Imagine um casal num restaurante num domingo no almoço. Uma mulher e um homem, a quem você daria mais de 70 anos. Entretanto, você percebe que ambos passaram por várias intervenções plásticas. Os rostos estão esticados, sintecados, inchados, enfim, deformados pela crescente e jovem ciência da beleza.

Na mesa ao lado, outro senhor acompanha a cena e fala: "Por Zeus, por que fazem isso?". Você coloca o Google Tradutor em ação e descobre que ele falou em grego ático.

Enfim, seu celular acaba por lhe informar que essa pessoa é Platão (427-347 a.C.) em carne e osso. Emocionado, tem o impulso de levantar-se, ir até ele e pedir uma selfie.

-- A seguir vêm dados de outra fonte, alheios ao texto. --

//! # Command Surface
//!
//! Commands travel as the payload of request frames using the MerkleKV text
//! protocol; replies come back as the payload of response frames.
//!
//! ## Request Format
//! - `GET <key>`, `SET <key> <value>`, `DEL <key>`
//! - `INC <key> [amount]`, `DEC <key> [amount]`
//! - `APPEND <key> <value>`, `PREPEND <key> <value>`
//! - `MGET <key1> ... <keyN>`, `MSET <key1> <value1> ...`, `TRUNCATE`
//! - `STATS`, `INFO`, `PING`
//!
//! ## Response Format
//! - `OK`, `PONG`, `NOT_FOUND`, `VALUE <data>`
//! - `VALUES <n>` followed by `<key> <value>` / `<key> NOT_FOUND` lines
//! - `ERROR <message>`
//! - anything else (STATS / INFO bodies) is returned as text

use crate::error::{Error, Result};

/// A request the client can send.
#[derive(Debug, Clone, PartialEq, Eq)]
pub enum Command {
    Get { key: String },
    Set { key: String, value: String },
    Delete { key: String },
    /// Increment a numeric value (server default amount: 1)
    Increment { key: String, amount: Option<i64> },
    /// Decrement a numeric value (server default amount: 1)
    Decrement { key: String, amount: Option<i64> },
    Append { key: String, value: String },
    Prepend { key: String, value: String },
    MultiGet { keys: Vec<String> },
    MultiSet { pairs: Vec<(String, String)> },
    Truncate,
    Stats,
    Info,
    Ping,
}

impl Command {
    /// Protocol keyword, used in logs
    pub fn name(&self) -> &'static str {
        match self {
            Command::Get { .. } => "GET",
            Command::Set { .. } => "SET",
            Command::Delete { .. } => "DEL",
            Command::Increment { .. } => "INC",
            Command::Decrement { .. } => "DEC",
            Command::Append { .. } => "APPEND",
            Command::Prepend { .. } => "PREPEND",
            Command::MultiGet { .. } => "MGET",
            Command::MultiSet { .. } => "MSET",
            Command::Truncate => "TRUNCATE",
            Command::Stats => "STATS",
            Command::Info => "INFO",
            Command::Ping => "PING",
        }
    }

    /// Render the command as one protocol line (without terminator).
    pub fn encode(&self) -> String {
        let name = self.name();
        match self {
            Command::Get { key } | Command::Delete { key } => format!("{} {}", name, key),
            Command::Set { key, value }
            | Command::Append { key, value }
            | Command::Prepend { key, value } => format!("{} {} {}", name, key, value),
            Command::Increment { key, amount } | Command::Decrement { key, amount } => {
                match amount {
                    Some(amount) => format!("{} {} {}", name, key, amount),
                    None => format!("{} {}", name, key),
                }
            }
            Command::MultiGet { keys } => format!("{} {}", name, keys.join(" ")),
            Command::MultiSet { pairs } => {
                let args: Vec<String> = pairs.iter().map(|(k, v)| format!("{} {}", k, v)).collect();
                format!("{} {}", name, args.join(" "))
            }
            Command::Truncate | Command::Stats | Command::Info | Command::Ping => name.to_string(),
        }
    }
}

/// A decoded server reply.
#[derive(Debug, Clone, PartialEq, Eq)]
pub enum Response {
    Ok,
    Pong,
    NotFound,
    Value(String),
    /// MGET result in request order; `None` for missing keys
    Values(Vec<(String, Option<String>)>),
    Text(String),
}

impl Response {
    /// Parse a reply payload. `ERROR <message>` becomes `Error::Protocol`.
    pub fn parse(input: &str) -> Result<Response> {
        let mut lines = input.split("\r\n").filter(|l| !l.is_empty());
        let first = lines
            .next()
            .ok_or_else(|| Error::invalid_response("empty reply"))?;

        if let Some(message) = first.strip_prefix("ERROR ") {
            return Err(Error::protocol(message));
        }
        if let Some(value) = first.strip_prefix("VALUE ") {
            return Ok(Response::Value(value.to_string()));
        }
        if let Some(count) = first.strip_prefix("VALUES ") {
            let count: usize = count
                .trim()
                .parse()
                .map_err(|_| Error::invalid_response(format!("bad VALUES count: {}", count)))?;
            let values = lines
                .map(|line| match line.split_once(' ') {
                    Some((key, "NOT_FOUND")) => Ok((key.to_string(), None)),
                    Some((key, value)) => Ok((key.to_string(), Some(value.to_string()))),
                    None => Err(Error::invalid_response(format!("bad VALUES line: {}", line))),
                })
                .collect::<Result<Vec<_>>>()?;
            let found = values.iter().filter(|(_, v)| v.is_some()).count();
            if found != count {
                return Err(Error::invalid_response(format!(
                    "VALUES announced {} entries but carried {}",
                    count, found
                )));
            }
            return Ok(Response::Values(values));
        }
        match first {
            "OK" => Ok(Response::Ok),
            "PONG" => Ok(Response::Pong),
            "NOT_FOUND" => Ok(Response::NotFound),
            _ => Ok(Response::Text(input.trim_end().to_string())),
        }
    }
}

/// Parser for text commands typed by a user (CLI).
///
/// Command names are case-insensitive; `DEL` and `DELETE` are equivalent.
/// For `SET`, `APPEND` and `PREPEND` everything after the key is the value.
pub struct Protocol;

impl Protocol {
    pub fn new() -> Self {
        Self
    }

    pub fn parse(&self, input: &str) -> Result<Command> {
        let input = input.trim();
        let parts: Vec<&str> = input.split_whitespace().collect();
        let Some(name) = parts.first() else {
            return Err(Error::invalid_command("Empty command"));
        };
        let name = name.to_uppercase();

        let key = || {
            parts
                .get(1)
                .map(|k| k.to_string())
                .ok_or_else(|| Error::invalid_command(format!("{} command requires a key", name)))
        };
        // Value may contain spaces: take the rest of the line after the key
        let value = || {
            let rest = input[parts[0].len()..].trim_start();
            let rest = rest[parts.get(1).map_or(0, |k| k.len())..].trim();
            if rest.is_empty() {
                Err(Error::invalid_command(format!("{} command requires a key and value", name)))
            } else {
                Ok(rest.to_string())
            }
        };
        let amount = || {
            parts
                .get(2)
                .map(|a| {
                    a.parse::<i64>().map_err(|_| {
                        Error::invalid_command(format!("{} command amount must be a valid number", name))
                    })
                })
                .transpose()
        };

        match name.as_str() {
            "GET" => Ok(Command::Get { key: key()? }),
            "SET" => Ok(Command::Set { key: key()?, value: value()? }),
            "DEL" | "DELETE" => Ok(Command::Delete { key: key()? }),
            "INC" => Ok(Command::Increment { key: key()?, amount: amount()? }),
            "DEC" => Ok(Command::Decrement { key: key()?, amount: amount()? }),
            "APPEND" => Ok(Command::Append { key: key()?, value: value()? }),
            "PREPEND" => Ok(Command::Prepend { key: key()?, value: value()? }),
            "MGET" => {
                if parts.len() < 2 {
                    return Err(Error::invalid_command("MGET command requires at least one key"));
                }
                Ok(Command::MultiGet {
                    keys: parts[1..].iter().map(|s| s.to_string()).collect(),
                })
            }
            "MSET" => {
                let args = &parts[1..];
                if args.is_empty() || args.len() % 2 != 0 {
                    return Err(Error::invalid_command(
                        "MSET command requires an even number of arguments (key-value pairs)",
                    ));
                }
                Ok(Command::MultiSet {
                    pairs: args
                        .chunks(2)
                        .map(|kv| (kv[0].to_string(), kv[1].to_string()))
                        .collect(),
                })
            }
            "TRUNCATE" => Ok(Command::Truncate),
            "STATS" => Ok(Command::Stats),
            "INFO" => Ok(Command::Info),
            "PING" => Ok(Command::Ping),
            _ => Err(Error::invalid_command(format!("Unknown command: {}", parts[0]))),
        }
    }
}

impl Default for Protocol {
    fn default() -> Self {
        Self::new()
    }
}

#[cfg(test)]
mod tests {
    use super::*;

    #[test]
    fn test_parse_set_keeps_spaces_in_value() {
        let protocol = Protocol::new();
        let result = protocol.parse("set greeting hello big world").unwrap();
        assert_eq!(
            result,
            Command::Set {
                key: "greeting".to_string(),
                value: "hello big world".to_string()
            }
        );
    }

    #[test]
    fn test_parse_increment_amount() {
        let protocol = Protocol::new();
        assert_eq!(
            protocol.parse("INC counter").unwrap(),
            Command::Increment { key: "counter".into(), amount: None }
        );
        assert_eq!(
            protocol.parse("DEC counter 5").unwrap(),
            Command::Decrement { key: "counter".into(), amount: Some(5) }
        );
        assert!(protocol.parse("INC counter five").is_err());
    }

    #[test]
    fn test_parse_errors() {
        let protocol = Protocol::new();
        assert!(matches!(protocol.parse(""), Err(Error::InvalidCommand { .. })));
        assert!(protocol.parse("GET").is_err());
        assert!(protocol.parse("SET key").is_err());
        assert!(protocol.parse("MSET a 1 b").is_err());
        assert!(protocol.parse("FLY away").is_err());
    }

    #[test]
    fn test_encode_matches_parse() {
        let protocol = Protocol::new();
        for line in ["GET k", "SET k some value", "DEL k", "INC n 3", "MGET a b c", "MSET a 1 b 2", "PING"] {
            let command = protocol.parse(line).unwrap();
            assert_eq!(command.encode(), line);
        }
    }

    #[test]
    fn test_response_parsing() {
        assert_eq!(Response::parse("OK\r\n").unwrap(), Response::Ok);
        assert_eq!(Response::parse("PONG").unwrap(), Response::Pong);
        assert_eq!(Response::parse("NOT_FOUND\r\n").unwrap(), Response::NotFound);
        assert_eq!(
            Response::parse("VALUE hello world\r\n").unwrap(),
            Response::Value("hello world".into())
        );
        assert!(matches!(
            Response::parse("ERROR Key not found"),
            Err(Error::Protocol { ref message }) if message == "Key not found"
        ));
        assert!(matches!(Response::parse(""), Err(Error::InvalidResponse { .. })));
    }

    #[test]
    fn test_values_response() {
        let reply = "VALUES 1\r\na 1\r\nb NOT_FOUND\r\n";
        assert_eq!(
            Response::parse(reply).unwrap(),
            Response::Values(vec![("a".into(), Some("1".into())), ("b".into(), None)])
        );
        assert!(Response::parse("VALUES 2\r\na 1\r\n").is_err());
    }
}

Para Platão, a beleza é uma forma perfeita, imaterial e eterna. A matéria participa dessa beleza na forma da natureza e dos corpos. Portanto, o que vemos no corpo de alguém que nos atrai é essa ideia plena da beleza mesma.

ilustração
Publicada no domingo, 2 de janeiro de 2022 - Ricardo Cammarota

Entretanto, Platão nos adverte que o corpo, sendo matéria, não suporta a beleza pura e eterna --porque a matéria, sendo imperfeita, degenera.

Sabemos que para o grego a sabedoria está em buscar a beleza da alma, em mim e nos outros, pois a alma é essa realidade em nós que habita o corpo --a matéria-- e o mundo das ideias plenas, perfeitas e eternas, ao mesmo tempo.

O que aquele senhor grego da mesa ao lado estava vendo, horrorizado, era a tentativa vã de retermos a beleza num corpo que não suporta a eternidade. Portanto, a beleza abandona o corpo.

O que o Platão viu foi o ridículo --o oposto da beleza-- de um corpo em degeneração que ignora o fato que, com os anos, o belo possível é o da alma, que, aliás, se revela sempre mais permanente, apesar de difícil acesso. Uma intervenção plástica qualquer sempre custa mais barato do que qualquer forma consistente de sabedoria.

Discute-se muito a sociedade de mercado --ou o capitalismo, como queira. Liberais afobados correm a afirmar as evidentes vantagens do capitalismo no que se refere à produção de riqueza em todos os sentidos. Conhecimento científico, medicina, tecnologia, direitos humanos, tudo custa muito recurso. Apesar da afobação dos liberais, eles não deixam de ter razão nesse aspecto.

Entretanto, se convidássemos Adam Smith(1723-1790) para um desses programas em que especialistas discutem economia e similares, ele provavelmente destoaria de grande parte da discussão.

A questão é que Smith traria aspectos que podemos chamar de morais quanto ao desenvolvimento da riqueza e seu acúmulo. Simplificando, para Smith há um risco moral no desenvolvimento das sociedades comerciais na medida em que elas, no final do dia, se alimentam e alimentam sentimentos morais duvidosos. Ganância, egoísmo, mentira, competição desenfreada.

Claro que nada disso nega o que os liberais afobados afirmam. Entretanto, a sociedade de mercado mente sistematicamente sobre essa realidade de fundo, enquanto avança no estrago generalizado dos sentimentos morais que dão sustentação à vida comum. O capitalismo organiza a vida moral miserável, vestindo-a com salto alto para festas.

E a política? Se um jornalista especializado em política perguntasse a Nicolau Maquiavel (1469-1527) o que ele pensa da política atual aqui e no mundo, ele responderia em poucas palavras: toda política é sobre violência, não se enganem. O político quer o poder e pronto.

Estando na mesma coletiva, Alexis de Tocqueville (1805-1859) lembraria ao nosso jornalista que os representantes sempre esquecem dos representados e trabalham apenas para a sua própria classe.
Mesmo aqueles que vendem a ideia de que fazem política para o nosso bem sempre o fazem para eles e seus colegas de profissão, inclusive quando eles estes são da oposição.